------ RECORDS FOR THIS EXERCISE

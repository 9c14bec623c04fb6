use serde::{Deserialize, Serialize};
use serde_json::Value;

/// Two-factor methods the platform may offer during login.
#[derive(Debug, Clone, Copy, PartialEq, Eq, Serialize, Deserialize)]
#[serde(rename_all = "camelCase")]
pub enum TwoFactorMethod {
    EmailOtp,
    Totp,
    Otp,
    #[serde(other)]
    Unknown,
}

impl TwoFactorMethod {
    /// Pick the method a submitted code should be verified against.
    /// Email OTP is what the bot account receives by default.
    pub fn preferred(methods: &[TwoFactorMethod]) -> TwoFactorMethod {
        if methods.is_empty() || methods.contains(&TwoFactorMethod::EmailOtp) {
            TwoFactorMethod::EmailOtp
        } else if methods.contains(&TwoFactorMethod::Totp) {
            TwoFactorMethod::Totp
        } else if methods.contains(&TwoFactorMethod::Otp) {
            TwoFactorMethod::Otp
        } else {
            TwoFactorMethod::EmailOtp
        }
    }

    /// Path segment under `/auth/twofactorauth/` for this method.
    pub fn endpoint(&self) -> &'static str {
        match self {
            TwoFactorMethod::EmailOtp | TwoFactorMethod::Unknown => "emailotp",
            TwoFactorMethod::Totp => "totp",
            TwoFactorMethod::Otp => "otp",
        }
    }
}

impl std::fmt::Display for TwoFactorMethod {
    fn fmt(&self, f: &mut std::fmt::Formatter<'_>) -> std::fmt::Result {
        match self {
            TwoFactorMethod::EmailOtp => write!(f, "emailOtp"),
            TwoFactorMethod::Totp => write!(f, "totp"),
            TwoFactorMethod::Otp => write!(f, "otp"),
            TwoFactorMethod::Unknown => write!(f, "unknown"),
        }
    }
}

#[derive(Debug, Clone, PartialEq, Eq, Serialize, Deserialize)]
pub struct CurrentUser {
    pub id: String,
    #[serde(rename = "displayName", default)]
    pub display_name: String,
    #[serde(default)]
    pub username: Option<String>,
}

impl CurrentUser {
    /// A usable identity always carries a user id.
    pub fn is_valid(&self) -> bool {
        !self.id.trim().is_empty()
    }
}

/// What `/auth/user` answered for a login attempt.
#[derive(Debug, Clone, PartialEq, Eq)]
pub enum LoginOutcome {
    Authenticated(CurrentUser),
    TwoFactorRequired(Vec<TwoFactorMethod>),
}

impl LoginOutcome {
    /// Interpret an `/auth/user` body. The platform answers a login that
    /// still needs a second factor with `{"requiresTwoFactorAuth": [...]}`
    /// instead of a user object.
    pub fn from_body(body: Value) -> Result<Self, String> {
        if let Some(methods) = body.get("requiresTwoFactorAuth") {
            let methods: Vec<TwoFactorMethod> = serde_json::from_value(methods.clone())
                .map_err(|e| format!("Unrecognized two-factor methods: {}", e))?;
            return Ok(LoginOutcome::TwoFactorRequired(methods));
        }

        let user: CurrentUser = serde_json::from_value(body)
            .map_err(|e| format!("Unrecognized user response: {}", e))?;
        if !user.is_valid() {
            return Err("User response has no id".to_string());
        }
        Ok(LoginOutcome::Authenticated(user))
    }
}

#[cfg(test)]
mod tests {
    use super::*;
    use serde_json::json;

    #[test]
    fn test_login_outcome_two_factor() {
        let outcome = LoginOutcome::from_body(json!({ "requiresTwoFactorAuth": ["emailOtp"] }))
            .expect("two-factor body should parse");
        assert_eq!(outcome, LoginOutcome::TwoFactorRequired(vec![TwoFactorMethod::EmailOtp]));
    }

    #[test]
    fn test_login_outcome_user() {
        let body = json!({
            "id": "usr_c1644b5b-3ca4-45b4-97c6-a2a0de70d469",
            "displayName": "VRConnect Bot",
            "username": "vrconnectbot",
            "bio": "ignored"
        });
        match LoginOutcome::from_body(body).expect("user body should parse") {
            LoginOutcome::Authenticated(user) => {
                assert_eq!(user.display_name, "VRConnect Bot");
                assert_eq!(user.username.as_deref(), Some("vrconnectbot"));
            }
            other => panic!("unexpected outcome: {:?}", other),
        }
    }

    #[test]
    fn test_login_outcome_rejects_missing_id() {
        assert!(LoginOutcome::from_body(json!({ "id": "", "displayName": "x" })).is_err());
        assert!(LoginOutcome::from_body(json!({ "ok": true })).is_err());
    }

    #[test]
    fn test_unknown_two_factor_method_is_tolerated() {
        let outcome = LoginOutcome::from_body(json!({ "requiresTwoFactorAuth": ["totp", "passkey"] }))
            .expect("unknown methods should not fail parsing");
        assert_eq!(
            outcome,
            LoginOutcome::TwoFactorRequired(vec![TwoFactorMethod::Totp, TwoFactorMethod::Unknown])
        );
    }

    #[test]
    fn test_preferred_method() {
        assert_eq!(TwoFactorMethod::preferred(&[]), TwoFactorMethod::EmailOtp);
        assert_eq!(
            TwoFactorMethod::preferred(&[TwoFactorMethod::Totp, TwoFactorMethod::Otp]),
            TwoFactorMethod::Totp
        );
        assert_eq!(TwoFactorMethod::preferred(&[TwoFactorMethod::Otp]).endpoint(), "otp");
    }
}
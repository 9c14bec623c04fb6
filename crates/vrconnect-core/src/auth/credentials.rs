use std::fmt;

use anyhow::{Context, Result};
use keyring::Entry;

const SERVICE_NAME: &str = "vrconnect-proxy";

/// Username and password of the bot account.
#[derive(Clone, Default, PartialEq, Eq)]
pub struct Credentials {
    pub username: String,
    password: String,
}

impl Credentials {
    pub fn new(username: impl Into<String>, password: impl Into<String>) -> Self {
        Self {
            username: username.into(),
            password: password.into(),
        }
    }

    pub fn password(&self) -> &str {
        &self.password
    }

    /// Both parts present; a login with anything less is pointless.
    pub fn is_complete(&self) -> bool {
        !self.username.trim().is_empty() && !self.password.is_empty()
    }
}

impl fmt::Debug for Credentials {
    fn fmt(&self, f: &mut fmt::Formatter<'_>) -> fmt::Result {
        f.debug_struct("Credentials")
            .field("username", &self.username)
            .field("password", &"<redacted>")
            .finish()
    }
}

pub struct CredentialStore;

impl CredentialStore {
    /// Store the bot password in the OS keychain
    pub fn store(username: &str, password: &str) -> Result<()> {
        let entry = Entry::new(SERVICE_NAME, username)
            .context("Failed to create keyring entry")?;
        entry
            .set_password(password)
            .context("Failed to store password in keychain")?;
        Ok(())
    }

    /// Retrieve password for a username from the OS keychain
    pub fn get_password(username: &str) -> Result<String> {
        let entry = Entry::new(SERVICE_NAME, username)
            .context("Failed to create keyring entry")?;
        entry
            .get_password()
            .context("Failed to retrieve password from keychain")
    }

    /// Load full credentials for a username from the OS keychain
    pub fn load(username: &str) -> Result<Credentials> {
        Ok(Credentials::new(username, Self::get_password(username)?))
    }

    /// Delete stored credentials for a username
    pub fn delete(username: &str) -> Result<()> {
        let entry = Entry::new(SERVICE_NAME, username)
            .context("Failed to create keyring entry")?;
        entry
            .delete_credential()
            .context("Failed to delete credential from keychain")?;
        Ok(())
    }
}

------------

**EXERCISE AIM**
Write out the records above exactly as given.

**FINISHED TASK**
repository 9c14bec623c04fb6
use serde::{Deserialize, Serialize};
use serde_json::Value;

/// Two-factor methods the platform may offer during login.
#[derive(Debug, Clone, Copy, PartialEq, Eq, Serialize, Deserialize)]
#[serde(rename_all = "camelCase")]
pub enum TwoFactorMethod {
    EmailOtp,
    Totp,
    Otp,
    #[serde(other)]
    Unknown,
}

impl TwoFactorMethod {
    /// Pick the method a submitted code should be verified against.
    /// Email OTP is what the bot account receives by default.
    pub fn preferred(methods: &[TwoFactorMethod]) -> TwoFactorMethod {
        if methods.is_empty() || methods.contains(&TwoFactorMethod::EmailOtp) {
            TwoFactorMethod::EmailOtp
        } else if methods.contains(&TwoFactorMethod::Totp) {
            TwoFactorMethod::Totp
        } else if methods.contains(&TwoFactorMethod::Otp) {
            TwoFactorMethod::Otp
        } else {
            TwoFactorMethod::EmailOtp
        }
    }

    /// Path segment under `/auth/twofactorauth/` for this method.
    pub fn endpoint(&self) -> &'static str {
        match self {
            TwoFactorMethod::EmailOtp | TwoFactorMethod::Unknown => "emailotp",
            TwoFactorMethod::Totp => "totp",
            TwoFactorMethod::Otp => "otp",
        }
    }
}

impl std::fmt::Display for TwoFactorMethod {
    fn fmt(&self, f: &mut std::fmt::Formatter<'_>) -> std::fmt::Result {
        match self {
            TwoFactorMethod::EmailOtp => write!(f, "emailOtp"),
            TwoFactorMethod::Totp => write!(f, "totp"),
            TwoFactorMethod::Otp => write!(f, "otp"),
            TwoFactorMethod::Unknown => write!(f, "unknown"),
        }
    }
}

#[derive(Debug, Clone, PartialEq, Eq, Serialize, Deserialize)]
pub struct CurrentUser {
    pub id: String,
    #[serde(rename = "displayName", default)]
    pub display_name: String,
    #[serde(default)]
    pub username: Option<String>,
}

impl CurrentUser {
    /// A usable identity always carries a user id.
    pub fn is_valid(&self) -> bool {
        !self.id.trim().is_empty()
    }
}

/// What `/auth/user` answered for a login attempt.
#[derive(Debug, Clone, PartialEq, Eq)]
pub enum LoginOutcome {
    Authenticated(CurrentUser),
    TwoFactorRequired(Vec<TwoFactorMethod>),
}

impl LoginOutcome {
    /// Interpret an `/auth/user` body. The platform answers a login that
    /// still needs a second factor with `{"requiresTwoFactorAuth": [...]}`
    /// instead of a user object.
    pub fn from_body(body: Value) -> Result<Self, String> {
        if let Some(methods) = body.get("requiresTwoFactorAuth") {
            let methods: Vec<TwoFactorMethod> = serde_json::from_value(methods.clone())
                .map_err(|e| format!("Unrecognized two-factor methods: {}", e))?;
            return Ok(LoginOutcome::TwoFactorRequired(methods));
        }

        let user: CurrentUser = serde_json::from_value(body)
            .map_err(|e| format!("Unrecognized user response: {}", e))?;
        if !user.is_valid() {
            return Err("User response has no id".to_string());
        }
        Ok(LoginOutcome::Authenticated(user))
    }
}

#[cfg(test)]
mod tests {
    use super::*;
    use serde_json::json;

    #[test]
    fn test_login_outcome_two_factor() {
        let outcome = LoginOutcome::from_body(json!({ "requiresTwoFactorAuth": ["emailOtp"] }))
            .expect("two-factor body should parse");
        assert_eq!(outcome, LoginOutcome::TwoFactorRequired(vec![TwoFactorMethod::EmailOtp]));
    }

    #[test]
    fn test_login_outcome_user() {
        let body = json!({
            "id": "usr_c1644b5b-3ca4-45b4-97c6-a2a0de70d469",
            "displayName": "VRConnect Bot",
            "username": "vrconnectbot",
            "bio": "ignored"
        });
        match LoginOutcome::from_body(body).expect("user body should parse") {
            LoginOutcome::Authenticated(user) => {
                assert_eq!(user.display_name, "VRConnect Bot");
                assert_eq!(user.username.as_deref(), Some("vrconnectbot"));
            }
            other => panic!("unexpected outcome: {:?}", other),
        }
    }

    #[test]
    fn test_login_outcome_rejects_missing_id() {
        assert!(LoginOutcome::from_body(json!({ "id": "", "displayName": "x" })).is_err());
        assert!(LoginOutcome::from_body(json!({ "ok": true })).is_err());
    }

    #[test]
    fn test_unknown_two_factor_method_is_tolerated() {
        let outcome = LoginOutcome::from_body(json!({ "requiresTwoFactorAuth": ["totp", "passkey"] }))
            .expect("unknown methods should not fail parsing");
        assert_eq!(
            outcome,
            LoginOutcome::TwoFactorRequired(vec![TwoFactorMethod::Totp, TwoFactorMethod::Unknown])
        );
    }

    #[test]
    fn test_preferred_method() {
        assert_eq!(TwoFactorMethod::preferred(&[]), TwoFactorMethod::EmailOtp);
        assert_eq!(
            TwoFactorMethod::preferred(&[TwoFactorMethod::Totp, TwoFactorMethod::Otp]),
            TwoFactorMethod::Totp
        );
        assert_eq!(TwoFactorMethod::preferred(&[TwoFactorMethod::Otp]).endpoint(), "otp");
    }
}
repository 9c14bec623c04fb6
filename crates/vrconnect-core/src/auth/credentials.rs
use std::fmt;

use anyhow::{Context, Result};
use keyring::Entry;

const SERVICE_NAME: &str = "vrconnect-proxy";

/// Username and password of the bot account.
#[derive(Clone, Default, PartialEq, Eq)]
pub struct Credentials {
    pub username: String,
    password: String,
}

impl Credentials {
    pub fn new(username: impl Into<String>, password: impl Into<String>) -> Self {
        Self {
            username: username.into(),
            password: password.into(),
        }
    }

    pub fn password(&self) -> &str {
        &self.password
    }

    /// Both parts present; a login with anything less is pointless.
    pub fn is_complete(&self) -> bool {
        !self.username.trim().is_empty() && !self.password.is_empty()
    }
}

impl fmt::Debug for Credentials {
    fn fmt(&self, f: &mut fmt::Formatter<'_>) -> fmt::Result {
        f.debug_struct("Credentials")
            .field("username", &self.username)
            .field("password", &"<redacted>")
            .finish()
    }
}

pub struct CredentialStore;

impl CredentialStore {
    /// Store the bot password in the OS keychain
    pub fn store(username: &str, password: &str) -> Result<()> {
        let entry = Entry::new(SERVICE_NAME, username)
            .context("Failed to create keyring entry")?;
        entry
            .set_password(password)
            .context("Failed to store password in keychain")?;
        Ok(())
    }

    /// Retrieve password for a username from the OS keychain
    pub fn get_password(username: &str) -> Result<String> {
        let entry = Entry::new(SERVICE_NAME, username)
            .context("Failed to create keyring entry")?;
        entry
            .get_password()
            .context("Failed to retrieve password from keychain")
    }

    /// Load full credentials for a username from the OS keychain
    pub fn load(username: &str) -> Result<Credentials> {
        Ok(Credentials::new(username, Self::get_password(username)?))
    }

    /// Delete stored credentials for a username
    pub fn delete(username: &str) -> Result<()> {
        let entry = Entry::new(SERVICE_NAME, username)
            .context("Failed to create keyring entry")?;
        entry
            .delete_credential()
            .context("Failed to delete credential from keychain")?;
        Ok(())
    }
}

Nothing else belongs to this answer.